Repeat the entries exactly. Leave nothing out.

Items listed in a dataset:
========================

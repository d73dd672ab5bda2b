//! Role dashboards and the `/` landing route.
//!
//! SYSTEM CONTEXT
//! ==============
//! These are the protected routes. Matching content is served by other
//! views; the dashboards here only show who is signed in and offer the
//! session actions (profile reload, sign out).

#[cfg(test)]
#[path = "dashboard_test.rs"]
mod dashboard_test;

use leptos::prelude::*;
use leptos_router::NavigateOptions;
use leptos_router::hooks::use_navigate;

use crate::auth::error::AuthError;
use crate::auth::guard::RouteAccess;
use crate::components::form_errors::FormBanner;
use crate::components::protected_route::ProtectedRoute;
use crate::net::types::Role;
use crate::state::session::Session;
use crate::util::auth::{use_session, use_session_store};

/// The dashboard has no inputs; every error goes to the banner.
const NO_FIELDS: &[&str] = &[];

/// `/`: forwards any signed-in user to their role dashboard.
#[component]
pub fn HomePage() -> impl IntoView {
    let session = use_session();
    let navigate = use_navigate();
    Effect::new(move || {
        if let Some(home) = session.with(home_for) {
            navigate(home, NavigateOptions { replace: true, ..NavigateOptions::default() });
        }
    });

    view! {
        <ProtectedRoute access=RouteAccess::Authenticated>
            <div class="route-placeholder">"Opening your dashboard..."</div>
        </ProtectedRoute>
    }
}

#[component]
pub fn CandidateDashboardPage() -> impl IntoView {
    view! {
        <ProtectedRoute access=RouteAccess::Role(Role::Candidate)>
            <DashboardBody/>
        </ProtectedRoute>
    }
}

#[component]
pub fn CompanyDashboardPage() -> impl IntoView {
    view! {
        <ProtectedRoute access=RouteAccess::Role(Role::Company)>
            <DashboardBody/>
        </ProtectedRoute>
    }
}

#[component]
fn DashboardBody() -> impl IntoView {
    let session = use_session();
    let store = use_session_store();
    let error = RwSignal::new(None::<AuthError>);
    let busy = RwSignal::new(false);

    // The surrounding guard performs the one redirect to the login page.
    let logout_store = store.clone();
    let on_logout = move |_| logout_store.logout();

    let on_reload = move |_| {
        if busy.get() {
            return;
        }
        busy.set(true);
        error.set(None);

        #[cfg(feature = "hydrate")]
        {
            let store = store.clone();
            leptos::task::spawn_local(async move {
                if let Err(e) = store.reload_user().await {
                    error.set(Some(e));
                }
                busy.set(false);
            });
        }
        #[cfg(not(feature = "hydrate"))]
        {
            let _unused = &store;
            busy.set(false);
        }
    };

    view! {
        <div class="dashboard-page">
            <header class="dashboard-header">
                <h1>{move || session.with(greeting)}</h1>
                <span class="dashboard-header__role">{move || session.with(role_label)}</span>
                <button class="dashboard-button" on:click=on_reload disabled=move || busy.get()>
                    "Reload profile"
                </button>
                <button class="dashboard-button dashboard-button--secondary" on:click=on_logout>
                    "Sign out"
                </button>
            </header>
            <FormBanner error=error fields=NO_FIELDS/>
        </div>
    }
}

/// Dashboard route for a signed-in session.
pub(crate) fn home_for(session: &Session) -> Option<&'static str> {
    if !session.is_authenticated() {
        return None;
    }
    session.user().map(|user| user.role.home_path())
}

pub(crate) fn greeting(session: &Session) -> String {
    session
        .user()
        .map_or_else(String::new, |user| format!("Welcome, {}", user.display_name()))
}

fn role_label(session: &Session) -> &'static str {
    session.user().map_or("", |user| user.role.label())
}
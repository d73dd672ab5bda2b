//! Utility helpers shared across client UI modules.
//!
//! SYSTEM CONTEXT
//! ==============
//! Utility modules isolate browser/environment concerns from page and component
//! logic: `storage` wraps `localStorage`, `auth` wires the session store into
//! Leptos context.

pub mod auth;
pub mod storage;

========================

_Written response:_
repository d73dd672ab5bda2b
//! Role dashboards and the `/` landing route.
//!
//! SYSTEM CONTEXT
//! ==============
//! These are the protected routes. Matching content is served by other
//! views; the dashboards here only show who is signed in and offer the
//! session actions (profile reload, sign out).

#[cfg(test)]
#[path = "dashboard_test.rs"]
mod dashboard_test;

use leptos::prelude::*;
use leptos_router::NavigateOptions;
use leptos_router::hooks::use_navigate;

use crate::auth::error::AuthError;
use crate::auth::guard::RouteAccess;
use crate::components::form_errors::FormBanner;
use crate::components::protected_route::ProtectedRoute;
use crate::net::types::Role;
use crate::state::session::Session;
use crate::util::auth::{use_session, use_session_store};

/// The dashboard has no inputs; every error goes to the banner.
const NO_FIELDS: &[&str] = &[];

/// `/`: forwards any signed-in user to their role dashboard.
#[component]
pub fn HomePage() -> impl IntoView {
    let session = use_session();
    let navigate = use_navigate();
    Effect::new(move || {
        if let Some(home) = session.with(home_for) {
            navigate(home, NavigateOptions { replace: true, ..NavigateOptions::default() });
        }
    });

    view! {
        <ProtectedRoute access=RouteAccess::Authenticated>
            <div class="route-placeholder">"Opening your dashboard..."</div>
        </ProtectedRoute>
    }
}

#[component]
pub fn CandidateDashboardPage() -> impl IntoView {
    view! {
        <ProtectedRoute access=RouteAccess::Role(Role::Candidate)>
            <DashboardBody/>
        </ProtectedRoute>
    }
}

#[component]
pub fn CompanyDashboardPage() -> impl IntoView {
    view! {
        <ProtectedRoute access=RouteAccess::Role(Role::Company)>
            <DashboardBody/>
        </ProtectedRoute>
    }
}

#[component]
fn DashboardBody() -> impl IntoView {
    let session = use_session();
    let store = use_session_store();
    let error = RwSignal::new(None::<AuthError>);
    let busy = RwSignal::new(false);

    // The surrounding guard performs the one redirect to the login page.
    let logout_store = store.clone();
    let on_logout = move |_| logout_store.logout();

    let on_reload = move |_| {
        if busy.get() {
            return;
        }
        busy.set(true);
        error.set(None);

        #[cfg(feature = "hydrate")]
        {
            let store = store.clone();
            leptos::task::spawn_local(async move {
                if let Err(e) = store.reload_user().await {
                    error.set(Some(e));
                }
                busy.set(false);
            });
        }
        #[cfg(not(feature = "hydrate"))]
        {
            let _unused = &store;
            busy.set(false);
        }
    };

    view! {
        <div class="dashboard-page">
            <header class="dashboard-header">
                <h1>{move || session.with(greeting)}</h1>
                <span class="dashboard-header__role">{move || session.with(role_label)}</span>
                <button class="dashboard-button" on:click=on_reload disabled=move || busy.get()>
                    "Reload profile"
                </button>
                <button class="dashboard-button dashboard-button--secondary" on:click=on_logout>
                    "Sign out"
                </button>
            </header>
            <FormBanner error=error fields=NO_FIELDS/>
        </div>
    }
}

/// Dashboard route for a signed-in session.
pub(crate) fn home_for(session: &Session) -> Option<&'static str> {
    if !session.is_authenticated() {
        return None;
    }
    session.user().map(|user| user.role.home_path())
}

pub(crate) fn greeting(session: &Session) -> String {
    session
        .user()
        .map_or_else(String::new, |user| format!("Welcome, {}", user.display_name()))
}

fn role_label(session: &Session) -> &'static str {
    session.user().map_or("", |user| user.role.label())
}
repository d73dd672ab5bda2b
//! Utility helpers shared across client UI modules.
//!
//! SYSTEM CONTEXT
//! ==============
//! Utility modules isolate browser/environment concerns from page and component
//! logic: `storage` wraps `localStorage`, `auth` wires the session store into
//! Leptos context.

pub mod auth;
pub mod storage;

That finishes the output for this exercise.